Roughly 40,000 AT&T wireless and wireline union workers earlier this week warned they’d stage the stoppage if the carrier didn’t offer a “fair proposal” by Friday afternoon. No such offer came through, the Communications Workers of America said, triggering the walkout.
“We will no longer stand by as AT&T hems and haws at the bargaining table, keeping its own workers from achieving the American dream they once promised,” Dennis Trainor, vice president of CWA District 1, said Friday in a press release. “This is a warning to AT&T: There’s only one way out of this now—a fair contract—and we’ll settle for nothing less.”
The union warned that the first-ever strike against AT&T wireless “could close many retail stores” over the weekend. Picket lines are planned at more than two dozen AT&T locations across the country.
The CWA didn't give it exact figures, although it said "a majority" of the 40,000 workers seeking new contracts are expected to participate in the strike. The workers plan to return to their jobs on Monday, the union said.
AT&T representative Marty Richter said on Thursday that the operator was continuing to negotiate with the union and said the strike threat is “baffling” given the terms of a proposed offer. The contracts at stake account for only 13% of the company’s employees, he added.

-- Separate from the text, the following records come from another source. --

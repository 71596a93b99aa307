use std::collections::{HashMap, HashSet};

use crate::{
    auth::Claims,
    errors::{AppError, AppResult},
    models::{
        domain::{Passage, Question, Quiz},
        dto::request::CreateQuizRequest,
    },
};

const OPTIONS_PER_QUESTION: usize = 4;

/// Validates and normalizes a teacher-submitted authoring payload into a
/// canonical quiz document. Pure; the caller performs the single atomic write.
pub struct QuizComposer;

impl QuizComposer {
    pub fn compose(request: CreateQuizRequest, owner: &Claims) -> AppResult<Quiz> {
        let title = request.title.trim();
        if title.is_empty() {
            return Err(AppError::ValidationError("Quiz title is required".into()));
        }

        if request.questions.is_empty() {
            return Err(AppError::ValidationError(
                "Quiz must contain at least one question".into(),
            ));
        }

        let passages = Self::validate_passages(&request)?;
        let questions = Self::validate_questions(&request, &passages)?;
        Self::validate_passage_grouping(&questions, &passages)?;

        Ok(Quiz::new(
            title,
            owner.subject,
            &owner.sub,
            questions,
            passages,
            request.time_limit,
        ))
    }

    fn validate_passages(request: &CreateQuizRequest) -> AppResult<Vec<Passage>> {
        let mut seen = HashSet::new();
        let mut passages = Vec::with_capacity(request.passages.len());

        for input in &request.passages {
            let id = input.id.trim();
            if id.is_empty() {
                return Err(AppError::ValidationError(
                    "Passage identifier is required".into(),
                ));
            }
            if !seen.insert(id.to_string()) {
                return Err(AppError::ValidationError(format!(
                    "Duplicate passage identifier '{}'",
                    id
                )));
            }
            if input.text.trim().is_empty() {
                return Err(AppError::ValidationError(format!(
                    "Passage '{}' has no text",
                    id
                )));
            }
            if input.question_count == 0 {
                return Err(AppError::ValidationError(format!(
                    "Passage '{}' must declare at least one question",
                    id
                )));
            }

            passages.push(Passage {
                id: id.to_string(),
                text: input.text.clone(),
                question_count: input.question_count,
            });
        }

        Ok(passages)
    }

    fn validate_questions(
        request: &CreateQuizRequest,
        passages: &[Passage],
    ) -> AppResult<Vec<Question>> {
        let known_passages: HashSet<&str> = passages.iter().map(|p| p.id.as_str()).collect();
        let mut questions = Vec::with_capacity(request.questions.len());

        for (index, input) in request.questions.iter().enumerate() {
            let position = index + 1;

            if input.question.trim().is_empty() {
                return Err(AppError::ValidationError(format!(
                    "Question {} has no text",
                    position
                )));
            }

            if input.options.len() != OPTIONS_PER_QUESTION {
                return Err(AppError::ValidationError(format!(
                    "Question {} must have exactly {} options",
                    position, OPTIONS_PER_QUESTION
                )));
            }
            if input.options.iter().any(|o| o.trim().is_empty()) {
                return Err(AppError::ValidationError(format!(
                    "Question {} has an empty option",
                    position
                )));
            }

            if input.correct_answer < 0 || input.correct_answer >= OPTIONS_PER_QUESTION as i32 {
                return Err(AppError::ValidationError(format!(
                    "Question {} has a correct answer index out of range",
                    position
                )));
            }

            let passage_id = match &input.passage_id {
                Some(id) if !id.trim().is_empty() => {
                    let id = id.trim();
                    if !known_passages.contains(id) {
                        return Err(AppError::ValidationError(format!(
                            "Question {} references unknown passage '{}'",
                            position, id
                        )));
                    }
                    Some(id.to_string())
                }
                _ => None,
            };

            questions.push(Question {
                question: input.question.clone(),
                options: input.options.clone(),
                correct_answer: input.correct_answer as u8,
                passage_id,
            });
        }

        Ok(questions)
    }

    /// Each passage must be referenced by a contiguous block of exactly its
    /// declared number of questions. Checking contiguity explicitly replaces
    /// the order-dependent sequential-consumption protocol.
    fn validate_passage_grouping(questions: &[Question], passages: &[Passage]) -> AppResult<()> {
        let mut positions: HashMap<&str, Vec<usize>> = HashMap::new();
        for (index, question) in questions.iter().enumerate() {
            if let Some(id) = &question.passage_id {
                positions.entry(id.as_str()).or_default().push(index);
            }
        }

        for passage in passages {
            let refs = positions.remove(passage.id.as_str()).unwrap_or_default();

            if refs.len() as u32 != passage.question_count {
                return Err(AppError::ValidationError(format!(
                    "Passage '{}' declares {} questions but {} reference it",
                    passage.id,
                    passage.question_count,
                    refs.len()
                )));
            }

            let contiguous = refs.windows(2).all(|pair| pair[1] == pair[0] + 1);
            if !contiguous {
                return Err(AppError::ValidationError(format!(
                    "Questions for passage '{}' must be consecutive",
                    passage.id
                )));
            }
        }

        Ok(())
    }
}

#[cfg(test)]
mod tests {
    use super::*;
    use crate::{
        models::dto::request::{PassageInput, QuestionInput},
        test_utils::fixtures::{claims_for, test_teacher},
    };

    fn owner() -> Claims {
        claims_for(&test_teacher())
    }

    fn question(text: &str, correct: i32, passage_id: Option<&str>) -> QuestionInput {
        QuestionInput {
            question: text.to_string(),
            options: vec!["a".into(), "b".into(), "c".into(), "d".into()],
            correct_answer: correct,
            passage_id: passage_id.map(str::to_string),
        }
    }

    fn passage(id: &str, count: u32) -> PassageInput {
        PassageInput {
            id: id.to_string(),
            text: format!("Reading text for {}", id),
            question_count: count,
        }
    }

    fn request(questions: Vec<QuestionInput>, passages: Vec<PassageInput>) -> CreateQuizRequest {
        CreateQuizRequest {
            title: "Comprehension check".to_string(),
            questions,
            passages,
            time_limit: 20,
        }
    }

    fn assert_rejected_with(request: CreateQuizRequest, needle: &str) {
        match QuizComposer::compose(request, &owner()) {
            Err(AppError::ValidationError(msg)) => {
                assert!(msg.contains(needle), "unexpected message: {}", msg)
            }
            other => panic!("expected validation error, got {:?}", other.map(|q| q.title)),
        }
    }

    #[test]
    fn composes_flat_and_passage_grouped_questions() {
        let owner = owner();
        let quiz = QuizComposer::compose(
            request(
                vec![
                    question("Standalone 1", 0, None),
                    question("Standalone 2", 1, None),
                    question("Grouped 1", 2, Some("p1")),
                    question("Grouped 2", 2, Some("p1")),
                ],
                vec![passage("p1", 2)],
            ),
            &owner,
        )
        .unwrap();

        assert_eq!(quiz.questions.len(), 4);
        assert_eq!(quiz.passages.len(), 1);
        assert_eq!(quiz.subject, owner.subject);
        assert_eq!(quiz.teacher_id, owner.sub);
        assert_eq!(quiz.time_limit, 20);
        assert!(!quiz.share_id.is_empty());
    }

    #[test]
    fn rejects_empty_quiz() {
        assert_rejected_with(request(vec![], vec![]), "at least one question");
    }

    #[test]
    fn rejects_blank_title() {
        let mut req = request(vec![question("Q", 0, None)], vec![]);
        req.title = "   ".to_string();
        assert_rejected_with(req, "title");
    }

    #[test]
    fn rejects_wrong_option_count() {
        let mut q = question("Q", 0, None);
        q.options.pop();
        assert_rejected_with(request(vec![q], vec![]), "exactly 4 options");
    }

    #[test]
    fn rejects_empty_option() {
        let mut q = question("Q", 0, None);
        q.options[2] = "  ".to_string();
        assert_rejected_with(request(vec![q], vec![]), "empty option");
    }

    #[test]
    fn rejects_correct_answer_out_of_range() {
        assert_rejected_with(
            request(vec![question("Q", 4, None)], vec![]),
            "out of range",
        );
        assert_rejected_with(
            request(vec![question("Q", -1, None)], vec![]),
            "out of range",
        );
    }

    #[test]
    fn rejects_passage_count_mismatch() {
        assert_rejected_with(
            request(
                vec![question("Only one", 0, Some("p1"))],
                vec![passage("p1", 2)],
            ),
            "declares 2 questions but 1",
        );
    }

    #[test]
    fn rejects_unknown_passage_reference() {
        assert_rejected_with(
            request(vec![question("Q", 0, Some("ghost"))], vec![]),
            "unknown passage",
        );
    }

    #[test]
    fn rejects_duplicate_passage_identifiers() {
        assert_rejected_with(
            request(
                vec![
                    question("Q1", 0, Some("p1")),
                    question("Q2", 0, Some("p1")),
                ],
                vec![passage("p1", 1), passage("p1", 1)],
            ),
            "Duplicate passage",
        );
    }

    #[test]
    fn rejects_non_consecutive_passage_block() {
        assert_rejected_with(
            request(
                vec![
                    question("Grouped 1", 0, Some("p1")),
                    question("Interloper", 0, None),
                    question("Grouped 2", 0, Some("p1")),
                ],
                vec![passage("p1", 2)],
            ),
            "consecutive",
        );
    }

    #[test]
    fn rejects_passage_declaring_zero_questions() {
        assert_rejected_with(
            request(vec![question("Q", 0, None)], vec![passage("p1", 0)]),
            "at least one question",
        );
    }

    #[test]
    fn share_ids_are_fresh_per_composition() {
        let req = request(vec![question("Q", 0, None)], vec![]);
        let a = QuizComposer::compose(req.clone(), &owner()).unwrap();
        let b = QuizComposer::compose(req, &owner()).unwrap();
        assert_ne!(a.share_id, b.share_id);
    }
}
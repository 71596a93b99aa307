use chrono::{Duration, Utc};
use serde::{Deserialize, Serialize};

use crate::models::domain::{Subject, Teacher};

/// Identity claims embedded in a session token. Expiry is checked on every
/// access when the token is validated; there is no server-side session state.
#[derive(Debug, Clone, Serialize, Deserialize)]
pub struct Claims {
    pub sub: String, // Subject (teacher id)
    pub name: String,
    pub email: String,
    pub subject: Subject,
    pub exp: usize, // Expiration time (as UTC timestamp)
    pub iat: usize, // Issued at (as UTC timestamp)
}

impl Claims {
    pub fn new(teacher: &Teacher, expiration_hours: i64) -> Self {
        let now = Utc::now();
        let exp = now + Duration::hours(expiration_hours);

        Self {
            sub: teacher.id.clone(),
            name: teacher.name.clone(),
            email: teacher.email.clone(),
            subject: teacher.subject,
            iat: now.timestamp() as usize,
            exp: exp.timestamp() as usize,
        }
    }
}
use jsonwebtoken::{decode, encode, DecodingKey, EncodingKey, Header, Validation};
use secrecy::{ExposeSecret, SecretString};

use crate::{
    auth::claims::Claims,
    errors::{AppError, AppResult},
    models::domain::Teacher,
};

#[derive(Clone)]
pub struct JwtService {
    encoding_key: EncodingKey,
    decoding_key: DecodingKey,
    validation: Validation,
    expiration_hours: i64,
}

impl JwtService {
    pub fn new(secret: &SecretString, expiration_hours: i64) -> Self {
        let secret_bytes = secret.expose_secret().as_bytes();

        Self {
            encoding_key: EncodingKey::from_secret(secret_bytes),
            decoding_key: DecodingKey::from_secret(secret_bytes),
            validation: Validation::default(),
            expiration_hours,
        }
    }

    pub fn create_token(&self, teacher: &Teacher) -> AppResult<String> {
        let claims = Claims::new(teacher, self.expiration_hours);

        encode(&Header::default(), &claims, &self.encoding_key)
            .map_err(|e| AppError::InternalError(format!("Failed to create JWT: {}", e)))
    }

    /// Rejects malformed, mis-signed and expired tokens alike; expiry is part
    /// of the default validation and is re-checked on every call.
    pub fn validate_token(&self, token: &str) -> AppResult<Claims> {
        decode::<Claims>(token, &self.decoding_key, &self.validation)
            .map(|data| data.claims)
            .map_err(|_| AppError::Unauthorized("Invalid token".to_string()))
    }

    pub fn expiration_hours(&self) -> i64 {
        self.expiration_hours
    }
}
pub mod claims;
pub mod jwt;
pub mod middleware;
pub mod password;
pub mod utils;

pub use claims::Claims;
pub use jwt::JwtService;
pub use middleware::AuthenticatedTeacher;
pub use utils::{require_quiz_owner, TOKEN_COOKIE};
use mongodb::{
    bson::doc,
    options::{ClientOptions, ServerApi, ServerApiVersion},
    Client, Collection,
};
use std::time::Duration;

use crate::{config::Config, errors::AppResult};

#[derive(Clone)]
pub struct Database {
    client: Client,
    db_name: String,
}

impl Database {
    pub async fn connect(config: &Config) -> AppResult<Self> {
        let mut client_options = ClientOptions::parse(&config.mongo_conn_string).await?;

        let server_api = ServerApi::builder().version(ServerApiVersion::V1).build();
        client_options.server_api = Some(server_api);
        client_options.max_pool_size = Some(10);
        client_options.min_pool_size = Some(2);
        client_options.connect_timeout = Some(Duration::from_secs(5));
        client_options.server_selection_timeout = Some(Duration::from_secs(5));

        let client = Client::with_options(client_options)?;

        client
            .database("admin")
            .run_command(doc! { "ping": 1 })
            .await?;

        log::info!("Successfully connected to MongoDB");

        Ok(Self {
            client,
            db_name: config.mongo_db_name.clone(),
        })
    }

    pub fn get_collection<T>(&self, collection_name: &str) -> Collection<T>
    where
        T: Send + Sync,
    {
        self.client
            .database(&self.db_name)
            .collection(collection_name)
    }

    pub async fn health_check(&self) -> AppResult<()> {
        self.client
            .database("admin")
            .run_command(doc! { "ping": 1 })
            .await?;
        Ok(())
    }
}

#[cfg(test)]
mod tests {
    use super::*;

    #[test]
    fn test_database_structure() {
        fn assert_send_sync<T: Send + Sync>() {}
        assert_send_sync::<Database>();
    }
}
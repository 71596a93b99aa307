use std::sync::Arc;

use crate::{
    auth::{require_quiz_owner, Claims},
    errors::{AppError, AppResult},
    models::{
        domain::Quiz,
        dto::{request::CreateQuizRequest, response::StudentQuizDto},
    },
    repositories::{QuizRepository, ResponseRepository},
    services::QuizComposer,
};

pub struct QuizService {
    quizzes: Arc<dyn QuizRepository>,
    responses: Arc<dyn ResponseRepository>,
}

impl QuizService {
    pub fn new(quizzes: Arc<dyn QuizRepository>, responses: Arc<dyn ResponseRepository>) -> Self {
        Self { quizzes, responses }
    }

    pub async fn create_quiz(&self, request: CreateQuizRequest, owner: &Claims) -> AppResult<Quiz> {
        let quiz = QuizComposer::compose(request, owner)?;
        let quiz = self.quizzes.insert(quiz).await?;
        log::info!(
            "Teacher {} created quiz '{}' with {} questions",
            owner.sub,
            quiz.title,
            quiz.questions.len()
        );
        Ok(quiz)
    }

    pub async fn list_own(&self, owner: &Claims) -> AppResult<Vec<Quiz>> {
        self.quizzes.list_by_teacher(&owner.sub).await
    }

    pub async fn get_owned(&self, quiz_id: &str, owner: &Claims) -> AppResult<Quiz> {
        let quiz = self
            .quizzes
            .find_by_id(quiz_id)
            .await?
            .ok_or_else(|| AppError::NotFound("Quiz not found".to_string()))?;
        require_quiz_owner(owner, &quiz)?;
        Ok(quiz)
    }

    /// The student-facing fetch; the answer key is stripped before anything
    /// crosses the trust boundary.
    pub async fn get_for_student(&self, share_id: &str) -> AppResult<StudentQuizDto> {
        let quiz = self
            .quizzes
            .find_by_share_id(share_id)
            .await?
            .ok_or_else(|| AppError::NotFound("Quiz not found".to_string()))?;

        Ok(StudentQuizDto::from(&quiz))
    }

    /// Deletes a quiz and, in bulk, every response referencing it.
    pub async fn delete_quiz(&self, quiz_id: &str, owner: &Claims) -> AppResult<()> {
        let quiz = self.get_owned(quiz_id, owner).await?;

        let removed = self.responses.delete_by_quiz(&quiz.id).await?;
        self.quizzes.delete(&quiz.id).await?;

        log::info!(
            "Deleted quiz '{}' and {} associated responses",
            quiz.title,
            removed
        );
        Ok(())
    }
}
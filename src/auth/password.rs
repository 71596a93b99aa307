use argon2::{
    password_hash::{rand_core::OsRng, PasswordHash, PasswordHasher, PasswordVerifier, SaltString},
    Argon2,
};

use crate::errors::{AppError, AppResult};

pub fn hash_password(password: &str) -> AppResult<String> {
    let salt = SaltString::generate(&mut OsRng);

    let password_hash = Argon2::default()
        .hash_password(password.as_bytes(), &salt)
        .map_err(|e| AppError::InternalError(format!("Failed to hash password: {}", e)))?
        .to_string();

    Ok(password_hash)
}

pub fn verify_password(password: &str, password_hash: &str) -> AppResult<bool> {
    let parsed_hash = PasswordHash::new(password_hash)
        .map_err(|e| AppError::InternalError(format!("Stored password hash is invalid: {}", e)))?;

    Ok(Argon2::default()
        .verify_password(password.as_bytes(), &parsed_hash)
        .is_ok())
}
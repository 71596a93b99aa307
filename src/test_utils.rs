use crate::{
    auth::Claims,
    models::domain::{Passage, Question, Quiz, QuizResponse, Subject, Teacher},
};

#[cfg(test)]
pub mod fixtures {
    use super::*;

    /// Creates a standard test teacher
    pub fn test_teacher() -> Teacher {
        Teacher::new("Test Teacher", "teacher@example.com", "$hash", Subject::English)
    }

    /// Claims for a teacher, as issued at login
    pub fn claims_for(teacher: &Teacher) -> Claims {
        Claims::new(teacher, 1)
    }

    pub fn question(text: &str, correct: u8, passage_id: Option<&str>) -> Question {
        Question {
            question: text.to_string(),
            options: vec!["a".into(), "b".into(), "c".into(), "d".into()],
            correct_answer: correct,
            passage_id: passage_id.map(str::to_string),
        }
    }

    /// A quiz with the given answer key, all questions standalone
    pub fn quiz_with_key(teacher_id: &str, key: &[u8]) -> Quiz {
        let questions = key
            .iter()
            .enumerate()
            .map(|(i, &correct)| question(&format!("Question {}", i + 1), correct, None))
            .collect();
        Quiz::new("Test quiz", Subject::English, teacher_id, questions, vec![], 0)
    }

    /// The end-to-end shape: two standalone questions plus one passage
    /// grouping two questions, key [0, 1, 2, 2]
    pub fn mixed_quiz(teacher_id: &str) -> Quiz {
        Quiz::new(
            "Mixed quiz",
            Subject::English,
            teacher_id,
            vec![
                question("Standalone 1", 0, None),
                question("Standalone 2", 1, None),
                question("Grouped 1", 2, Some("p1")),
                question("Grouped 2", 2, Some("p1")),
            ],
            vec![Passage {
                id: "p1".to_string(),
                text: "A reading passage".to_string(),
                question_count: 2,
            }],
            30,
        )
    }

    pub fn scored_response(
        quiz: &Quiz,
        answers: Vec<i32>,
        score: u32,
        time_spent: u32,
    ) -> QuizResponse {
        let total = quiz.questions.len() as u32;
        QuizResponse::new("Test Student", &quiz.id, answers, score, total, time_spent)
    }
}

#[cfg(test)]
mod tests {
    use super::fixtures::*;

    #[test]
    fn test_fixtures_mixed_quiz_satisfies_passage_invariant() {
        let quiz = mixed_quiz("t-1");

        let grouped = quiz
            .questions
            .iter()
            .filter(|q| q.passage_id.as_deref() == Some("p1"))
            .count();
        assert_eq!(grouped as u32, quiz.passages[0].question_count);
    }

    #[test]
    fn test_fixtures_quiz_with_key() {
        let quiz = quiz_with_key("t-1", &[3, 0]);
        assert_eq!(quiz.questions.len(), 2);
        assert_eq!(quiz.questions[0].correct_answer, 3);
    }
}
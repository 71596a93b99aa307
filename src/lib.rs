pub mod app_state;
pub mod auth;
pub mod config;
pub mod db;
pub mod errors;
pub mod handlers;
pub mod models;
pub mod repositories;
pub mod services;

#[cfg(test)]
pub mod test_utils;
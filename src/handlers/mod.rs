pub mod auth_handler;
pub mod quiz_handler;
pub mod response_handler;

pub use auth_handler::{health_check, health_check_ready, login, logout, register, verify};
pub use quiz_handler::{create_quiz, delete_quiz, get_student_quiz, list_quizzes};
pub use response_handler::{
    all_responses, correction, quiz_stats, responses_for_quiz, student_details, submit_response,
};
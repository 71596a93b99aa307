use std::collections::HashMap;
use std::sync::Arc;
use validator::Validate;

use crate::{
    auth::{require_quiz_owner, Claims},
    errors::{AppError, AppResult},
    models::{
        domain::{Quiz, QuizResponse},
        dto::{
            request::SubmitResponseRequest,
            response::{
                response_summary, CorrectionDto, QuizResponsesDto, QuizStats, QuizSummaryDto,
                SubmitResultDto,
            },
        },
    },
    repositories::{QuizRepository, ResponseRepository},
    services::{ScoringService, StatsService},
};

pub struct ResponseService {
    quizzes: Arc<dyn QuizRepository>,
    responses: Arc<dyn ResponseRepository>,
}

impl ResponseService {
    pub fn new(quizzes: Arc<dyn QuizRepository>, responses: Arc<dyn ResponseRepository>) -> Self {
        Self { quizzes, responses }
    }

    /// Scores a submission against the quiz behind the share token and
    /// persists one immutable response document.
    pub async fn submit(
        &self,
        share_id: &str,
        request: SubmitResponseRequest,
    ) -> AppResult<SubmitResultDto> {
        request.validate()?;

        let quiz = self
            .quizzes
            .find_by_share_id(share_id)
            .await?
            .ok_or_else(|| AppError::NotFound("Quiz not found".to_string()))?;

        let result = ScoringService::score(&quiz, &request.answers)?;

        let response = QuizResponse::new(
            request.student_name.trim(),
            &quiz.id,
            request.answers,
            result.score,
            result.total_questions,
            request.time_spent,
        );
        let response = self.responses.insert(response).await?;

        Ok(SubmitResultDto {
            message: "Quiz submitted successfully".to_string(),
            score: result.score,
            total_questions: result.total_questions,
            percentage: result.percentage,
            correction_id: response.correction_id,
        })
    }

    /// Self-service correction view; the token itself is the capability, no
    /// identity is checked.
    pub async fn correction(&self, correction_id: &str) -> AppResult<CorrectionDto> {
        let response = self
            .responses
            .find_by_correction_id(correction_id)
            .await?
            .ok_or_else(|| AppError::NotFound("Correction not found".to_string()))?;

        let quiz = self.quiz_for(&response).await?;
        self.correction_detail(&quiz, &response)
    }

    /// Teacher-only detail view for one response; requires ownership of the
    /// parent quiz.
    pub async fn student_detail(
        &self,
        response_id: &str,
        owner: &Claims,
    ) -> AppResult<CorrectionDto> {
        let response = self
            .responses
            .find_by_id(response_id)
            .await?
            .ok_or_else(|| AppError::NotFound("Response not found".to_string()))?;

        let quiz = self.quiz_for(&response).await?;
        require_quiz_owner(owner, &quiz)?;

        self.correction_detail(&quiz, &response)
    }

    /// Responses for one owned quiz, newest first, with the quiz header.
    pub async fn responses_for_quiz(
        &self,
        quiz_id: &str,
        owner: &Claims,
    ) -> AppResult<QuizResponsesDto> {
        let quiz = self
            .quizzes
            .find_by_id(quiz_id)
            .await?
            .ok_or_else(|| AppError::NotFound("Quiz not found".to_string()))?;
        require_quiz_owner(owner, &quiz)?;

        let responses = self.responses.list_by_quiz(&quiz.id).await?;

        Ok(QuizResponsesDto {
            quiz: QuizSummaryDto::from(&quiz),
            responses: responses
                .iter()
                .map(|r| response_summary(r, StatsService::rounded_percentage(r)))
                .collect(),
        })
    }

    /// All responses across the teacher's quizzes, grouped by quiz id.
    pub async fn all_responses(
        &self,
        owner: &Claims,
    ) -> AppResult<HashMap<String, QuizResponsesDto>> {
        let quizzes = self.quizzes.list_by_teacher(&owner.sub).await?;
        let quiz_ids: Vec<String> = quizzes.iter().map(|q| q.id.clone()).collect();

        let responses = self.responses.list_by_quiz_ids(&quiz_ids).await?;

        let mut grouped: HashMap<String, QuizResponsesDto> = quizzes
            .iter()
            .map(|quiz| {
                (
                    quiz.id.clone(),
                    QuizResponsesDto {
                        quiz: QuizSummaryDto::from(quiz),
                        responses: Vec::new(),
                    },
                )
            })
            .collect();

        for response in &responses {
            if let Some(entry) = grouped.get_mut(&response.quiz_id) {
                entry
                    .responses
                    .push(response_summary(response, StatsService::rounded_percentage(response)));
            }
        }

        Ok(grouped)
    }

    pub async fn stats(&self, quiz_id: &str, owner: &Claims) -> AppResult<QuizStats> {
        let quiz = self
            .quizzes
            .find_by_id(quiz_id)
            .await?
            .ok_or_else(|| AppError::NotFound("Quiz not found".to_string()))?;
        require_quiz_owner(owner, &quiz)?;

        let responses = self.responses.list_by_quiz(&quiz.id).await?;
        Ok(StatsService::aggregate(&responses))
    }

    async fn quiz_for(&self, response: &QuizResponse) -> AppResult<Quiz> {
        self.quizzes
            .find_by_id(&response.quiz_id)
            .await?
            .ok_or_else(|| AppError::NotFound("Quiz not found".to_string()))
    }

    fn correction_detail(
        &self,
        quiz: &Quiz,
        response: &QuizResponse,
    ) -> AppResult<CorrectionDto> {
        let percentage = ScoringService::percentage(response.score, response.total_questions)?;

        Ok(CorrectionDto {
            student_name: response.student_name.clone(),
            quiz_title: quiz.title.clone(),
            subject: quiz.subject,
            score: response.score,
            total_questions: response.total_questions,
            percentage,
            time_spent: response.time_spent,
            submitted_at: response.submitted_at,
            question_analysis: ScoringService::correction_rows(quiz, &response.answers),
        })
    }
}
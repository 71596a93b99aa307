use actix_web::{delete, get, post, web, HttpResponse};

use crate::{
    app_state::AppState,
    auth::AuthenticatedTeacher,
    errors::AppError,
    models::dto::request::CreateQuizRequest,
};

#[post("/api/quiz")]
pub async fn create_quiz(
    state: web::Data<AppState>,
    request: web::Json<CreateQuizRequest>,
    auth: AuthenticatedTeacher,
) -> Result<HttpResponse, AppError> {
    let quiz = state
        .quiz_service
        .create_quiz(request.into_inner(), &auth.0)
        .await?;

    Ok(HttpResponse::Created().json(serde_json::json!({
        "message": "Quiz created successfully",
        "quiz": quiz,
    })))
}

#[delete("/api/quiz/{quiz_id}")]
pub async fn delete_quiz(
    state: web::Data<AppState>,
    quiz_id: web::Path<String>,
    auth: AuthenticatedTeacher,
) -> Result<HttpResponse, AppError> {
    state.quiz_service.delete_quiz(&quiz_id, &auth.0).await?;

    Ok(HttpResponse::Ok().json(serde_json::json!({
        "message": "Quiz and all associated responses deleted successfully",
    })))
}

#[get("/api/quizzes")]
pub async fn list_quizzes(
    state: web::Data<AppState>,
    auth: AuthenticatedTeacher,
) -> Result<HttpResponse, AppError> {
    let quizzes = state.quiz_service.list_own(&auth.0).await?;
    Ok(HttpResponse::Ok().json(quizzes))
}

/// Public fetch by share token. Returns the redacted projection only.
#[get("/api/quiz/{share_id}")]
pub async fn get_student_quiz(
    state: web::Data<AppState>,
    share_id: web::Path<String>,
) -> Result<HttpResponse, AppError> {
    let quiz = state.quiz_service.get_for_student(&share_id).await?;
    Ok(HttpResponse::Ok().json(quiz))
}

“We’re offering generous terms in these negotiations including annual wage and pension increases, as well as comprehensive healthcare benefits, similar to what other employees across the country have ratified in other contracts. We’re confident employees will be better off financially in their new contract,” Richter said. “We’re prepared for a possible strike. If it happens, we will continue working hard to serve our customers.”
The union argues that AT&T generates “nearly $1 billion a month in profits”—it posted a $3.56 billion first-quarter profit this year—and is “failing to invest in its core business and infrastructure” as it outsources and moves jobs offshore. The CWA alleges that AT&T has cut 12,000 call center jobs in the United States since 2011, opting instead to contract with third-party companies in other countries.
The CWA was involved in a 45-day strike last year by 40,000 Verizon wireline workers that ended in June. That stoppage slowed Verizon’s network investment slightly during the second quarter, according to analysts, and ended with agreements that a union representative described as “an incredible victory” for the workers. AT&T reportedly hasn’t suffered a significant work stoppage since a two-day walkout in 2012.